Fuel gets cheaper
Fuel prices have rocketed of late, I remember when I first started driving ten years ago I use to fill up my little Clio for 79p per litre of unleaded, this has now risen to £1.31p per litre. To help ease the squeeze on motorists the chancellor George Osborne has cut the fuel duty by 1p. The fuel duty before the cut was 59p a litre, this went down to 58p a litre from March the 23rd.
There was even better news for motorists as the chancellor announced that the fuel duty escalator that adds 1p to fuel duty on top of inflation every year will be scrapped for the rest of this Parliament.
George Osborne introduced a Fair Fuel Stabiliser to protect motorists from bearing the brunt of oil price increases at petrol stations. He said it would fund this through raising the supplementary charge on North Sea oil and gas production from 20% to 32% as of March.
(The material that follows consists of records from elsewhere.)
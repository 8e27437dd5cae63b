#![allow(dead_code)]

// Re-export helpers so tests can `use helpers::*;`
pub mod mock_connector;

pub use mock_connector::MockConnector;

use chrono::NaiveDate;
use fairval_core::{
    AssetKind, BalanceSheetRow, Currency, IncomeStatementRow, Instrument, IsoCurrency, Money,
    Period, Quote,
};

pub const PYPL: &str = "PYPL";
pub const MSFT: &str = "MSFT";

/// Build a USD Money amount without unwrap noise in tests.
pub fn usd(amount: &str) -> Money {
    Money::from_canonical_str(amount, Currency::Iso(IsoCurrency::USD)).unwrap()
}

/// Construct an `Instrument` for test usage with infallible expectations.
pub fn instrument(symbol: &str, kind: AssetKind) -> Instrument {
    Instrument::from_symbol(symbol, kind).expect("valid static test symbol")
}

/// Fiscal year-end period.
pub fn fy(year: i32) -> Period {
    Period::Date(NaiveDate::from_ymd_opt(year, 12, 31).expect("valid date"))
}

/// Quote with only the instrument and price populated.
pub fn quote_fixture(inst: &Instrument, price: Option<&str>) -> Quote {
    Quote {
        instrument: inst.clone(),
        shortname: None,
        price: price.map(usd),
        previous_close: None,
        exchange: None,
        market_state: None,
        day_volume: None,
    }
}

/// Income statement rows from `(year, revenue, net income)` in whole dollars.
pub fn income_rows(rows: &[(i32, &str, &str)]) -> Vec<IncomeStatementRow> {
    rows.iter()
        .map(|(y, rev, ni)| IncomeStatementRow {
            period: fy(*y),
            total_revenue: Some(usd(rev)),
            gross_profit: None,
            operating_income: None,
            net_income: Some(usd(ni)),
        })
        .collect()
}

/// Single balance sheet row carrying only a share count.
pub fn shares_row(year: i32, shares: Option<u64>) -> BalanceSheetRow {
    BalanceSheetRow {
        period: fy(year),
        total_assets: None,
        total_liabilities: None,
        total_equity: None,
        cash: None,
        long_term_debt: None,
        shares_outstanding: shares,
    }
}
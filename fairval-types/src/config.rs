//! Valuation assumptions and orchestrator configuration.

use std::time::Duration;

use serde::{Deserialize, Serialize};

use crate::error::FairvalError;

/// Shortest projection horizon accepted by [`Assumptions::validate`].
pub const MIN_HORIZON_YEARS: u32 = 1;
/// Longest projection horizon accepted by [`Assumptions::validate`].
pub const MAX_HORIZON_YEARS: u32 = 10;

/// User-chosen valuation assumptions. All rates are fractions (0.06 = 6%).
#[derive(Debug, Clone, Copy, PartialEq, Serialize, Deserialize)]
#[serde(default)]
pub struct Assumptions {
    /// Compounding rate applied to base revenue over the horizon.
    pub revenue_growth_rate: f64,
    /// Fraction of future revenue converted to net income.
    pub target_net_margin: f64,
    /// Fraction of future revenue converted to free cash flow.
    pub target_fcf_margin: f64,
    /// Discount rate applied to both future-price estimates.
    pub required_return: f64,
    /// Number of compounding/discounting periods.
    pub horizon_years: u32,
    /// Terminal price/earnings multiple.
    pub target_pe_multiple: f64,
    /// Terminal price/free-cash-flow multiple.
    pub target_pfcf_multiple: f64,
}

impl Default for Assumptions {
    fn default() -> Self {
        Self {
            revenue_growth_rate: 0.06,
            target_net_margin: 0.15,
            target_fcf_margin: 0.18,
            required_return: 0.12,
            horizon_years: 10,
            target_pe_multiple: 15.0,
            target_pfcf_multiple: 18.0,
        }
    }
}

impl Assumptions {
    /// Check that every field is usable by the valuation engine.
    ///
    /// Rates below -100% are left to the projector, which rejects them with
    /// a `Domain` error at the step that would exponentiate them.
    ///
    /// # Errors
    /// Returns `InvalidArg` for non-finite values, a horizon outside
    /// `MIN_HORIZON_YEARS..=MAX_HORIZON_YEARS`, negative margins, or negative
    /// multiples.
    pub fn validate(&self) -> Result<(), FairvalError> {
        let fields = [
            ("revenue_growth_rate", self.revenue_growth_rate),
            ("target_net_margin", self.target_net_margin),
            ("target_fcf_margin", self.target_fcf_margin),
            ("required_return", self.required_return),
            ("target_pe_multiple", self.target_pe_multiple),
            ("target_pfcf_multiple", self.target_pfcf_multiple),
        ];
        if let Some((name, _)) = fields.iter().find(|(_, v)| !v.is_finite()) {
            return Err(FairvalError::InvalidArg(format!("{name} must be finite")));
        }
        if !(MIN_HORIZON_YEARS..=MAX_HORIZON_YEARS).contains(&self.horizon_years) {
            return Err(FairvalError::InvalidArg(format!(
                "horizon_years must be within {MIN_HORIZON_YEARS}..={MAX_HORIZON_YEARS}, got {}",
                self.horizon_years
            )));
        }
        if self.target_net_margin < 0.0 || self.target_fcf_margin < 0.0 {
            return Err(FairvalError::InvalidArg(
                "target margins must not be negative".into(),
            ));
        }
        if self.target_pe_multiple < 0.0 || self.target_pfcf_multiple < 0.0 {
            return Err(FairvalError::InvalidArg(
                "terminal multiples must not be negative".into(),
            ));
        }
        Ok(())
    }
}

/// Per-request overrides for values that otherwise come from the provider.
#[derive(Debug, Clone, Copy, PartialEq, Default, Serialize, Deserialize)]
pub struct ValuationInputs {
    /// Base annual revenue in currency units; defaults to the latest reported revenue.
    pub base_revenue: Option<f64>,
    /// Shares outstanding; defaults to the latest balance sheet share count.
    pub shares_outstanding: Option<f64>,
}

/// Global configuration for the `Fairval` orchestrator.
#[derive(Debug, Clone, PartialEq, Serialize, Deserialize)]
pub struct FairvalConfig {
    /// Timeout for individual provider requests.
    pub provider_timeout: Duration,
    /// Look-back windows (years) for the trailing CAGR/margin table.
    pub history_windows: Vec<u32>,
}

impl Default for FairvalConfig {
    fn default() -> Self {
        Self {
            provider_timeout: Duration::from_secs(10),
            history_windows: vec![1, 5, 10],
        }
    }
}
Under the Fair Fuel Stabiliser system when oil prices are high, fuel duty will rise by Retail Price Index only. But if the oil price dips below a set trigger price, likely to be $75 (£46) per barrel, the Government will increase fuel duty by RPI plus 1p per litre in each such year. It is unlike that the cost of fuel will drop to $75 a barrel soon, so for the moment the government’s 1p reduction in duty is welcome by personal and business car drivers.
The AA and a van dealership selling commercial vehicles in Sevenoaks welcomed this cut in fuel duty, the AA president Edmund King said: “This action has probably stopped a ‘summer of discontent’ and is a common sense move. Any increase in duty would have bled many drivers on low incomes dry so this action offers short-term first aid.”